Many Wilcox Press customers have embraced CTP by standardizing on the PDF workflow. Now, the installation of Prinergy brings a well-rounded solution to this Gold Ink Award-winning, web offset printer.
Taking It to the Internet
The trend toward increased automation has also led many people to e-commerce solutions. These take many guises and involve different sets of players. A printer can offer Internet-based file exchanges or job ticket information to its client base.
A printer can offer customers a more robust workflow management solution, which is facilitated by a third-party vendor. Or a printer and print client may leave the brokering of print jobs to a third-party vendor. Whatever the approach, the phone lines are rockin', and pundits have found a whole new area of debate.

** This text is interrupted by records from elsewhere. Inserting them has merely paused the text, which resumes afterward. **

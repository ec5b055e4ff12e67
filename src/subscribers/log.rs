//! # LogWriter: tracing-backed event logger
//!
//! A subscriber that renders incoming [`Event`]s as structured `tracing` records.
//! Severity follows the attached [`Status`](crate::Status): success → `info`,
//! rejections → `warn`, resource/unexpected failures → `error`.
//!
//! ## Example output (fmt subscriber)
//! ```text
//! INFO  taskkeeper: task_register task="worker" status=added
//! WARN  taskkeeper: task_start task="worker" status=invalid_state_for_start reason="cannot start work unit in state Running"
//! WARN  taskkeeper: poll_attempt_expired task="worker" attempt=1 timeout_ms=100
//! INFO  taskkeeper: work_finished task="worker" work_status=canceled
//! ```

use async_trait::async_trait;
use tracing::{error, info, warn};

use crate::events::{Event, EventKind};
use crate::status::Severity;
use crate::subscribers::Subscribe;
use crate::tasks::WorkStatus;

/// Event writer subscriber.
#[derive(Default)]
pub struct LogWriter;

impl LogWriter {
    /// Construct a new [`LogWriter`].
    #[must_use]
    pub fn new() -> Self {
        Self
    }
}

fn label(kind: EventKind) -> &'static str {
    match kind {
        EventKind::SubscriberPanicked => "subscriber_panicked",
        EventKind::SubscriberOverflow => "subscriber_overflow",
        EventKind::TaskRegister => "task_register",
        EventKind::TaskStart => "task_start",
        EventKind::TaskCancelHandle => "task_cancel_handle",
        EventKind::TaskCancel => "task_cancel",
        EventKind::TaskCompletionCheck => "task_completion_check",
        EventKind::TaskDelete => "task_delete",
        EventKind::DisposalDequeue => "disposal_dequeue",
        EventKind::CancelAll => "cancel_all",
        EventKind::CancelSkipped => "cancel_skipped",
        EventKind::CheckAllCompletion => "check_all_completion",
        EventKind::ClearAll => "clear_all",
        EventKind::WorkStarted => "work_started",
        EventKind::WorkFinished => "work_finished",
        EventKind::TimeoutHit => "timeout_hit",
        EventKind::PollAttemptExpired => "poll_attempt_expired",
    }
}

fn severity(e: &Event) -> Severity {
    match e.kind {
        EventKind::SubscriberPanicked => Severity::Error,
        EventKind::SubscriberOverflow | EventKind::TimeoutHit | EventKind::PollAttemptExpired => {
            Severity::Warn
        }
        EventKind::WorkFinished if e.work_status == Some(WorkStatus::Faulted) => Severity::Warn,
        EventKind::TaskDelete if e.status.is_none() => Severity::Error,
        _ => e.status.map_or(Severity::Info, |s| s.severity()),
    }
}

#[async_trait]
impl Subscribe for LogWriter {
    async fn on_event(&self, e: &Event) {
        let event = label(e.kind);
        let task = e.task.as_deref().unwrap_or("-");
        let status = e.status.map(|s| s.as_label()).unwrap_or("-");
        let work_status = e.work_status.map(|s| s.as_label()).unwrap_or("-");
        let reason = e.reason.as_deref().unwrap_or("");

        match severity(e) {
            Severity::Info => info!(
                seq = e.seq,
                task,
                status,
                work_status,
                attempt = e.attempt,
                "{event}"
            ),
            Severity::Warn => warn!(
                seq = e.seq,
                task,
                status,
                work_status,
                attempt = e.attempt,
                timeout_ms = e.timeout_ms,
                reason,
                "{event}"
            ),
            Severity::Error => error!(
                seq = e.seq,
                task,
                status,
                work_status,
                reason,
                "{event}"
            ),
        }
    }

    fn name(&self) -> &'static str {
        "LogWriter"
    }
}

#[cfg(test)]
mod tests {
    use super::*;
    use crate::status::Status;

    #[test]
    fn severity_prefers_status_and_flags_faults() {
        let ok = Event::new(EventKind::TaskRegister).with_status(Status::Added);
        assert_eq!(severity(&ok), Severity::Info);

        let rejected = Event::new(EventKind::TaskStart).with_status(Status::TaskNotFound);
        assert_eq!(severity(&rejected), Severity::Warn);

        let released = Event::new(EventKind::TaskCancel).with_status(Status::HandleReleased);
        assert_eq!(severity(&released), Severity::Error);

        let faulted = Event::new(EventKind::WorkFinished).with_work_status(WorkStatus::Faulted);
        assert_eq!(severity(&faulted), Severity::Warn);

        let refused = Event::new(EventKind::TaskDelete).with_work_status(WorkStatus::Running);
        assert_eq!(severity(&refused), Severity::Error);
    }
}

"A couple of years ago, printers on the WOA board were worried about the Internet and what it was going to do to their businesses. (Now they see) that it has actually increased the demand for printing," Basore explains. "Someone buys something (online), the box arrives with catalogs, forms, stickers, the packaging—a myriad of printed items.
"When television was introduced, we thought movies would disappear. There are 10 times more theaters now than even before the advent of VCRs. The printing industry is trending the same way," he concludes.
The forecast for the industry labor pool, however, does not include much rain. The positive side of any drought is how technology developers rally to compensate for such a resource drain. While working to retain current employees, take a look at new automation solutions and at strategies for streamlining prepress. Basore recommends that while shopping, keep a few things in mind. "When eveluating new technology, it will have to meet a few criteria: it has to meet or exceed the current level of quality; it has to be cost-effective; and it has to be user-friendly. Those three criteria are basic, good business practices."
A DRUPA year is the perfect time to do a systems overhaul, as every major technology developer will be pulling out all the stops to address web pressroom problems. Even if a new workflow or automated technology does not solve all problems, it could at least ease the burden of the current labor shortage.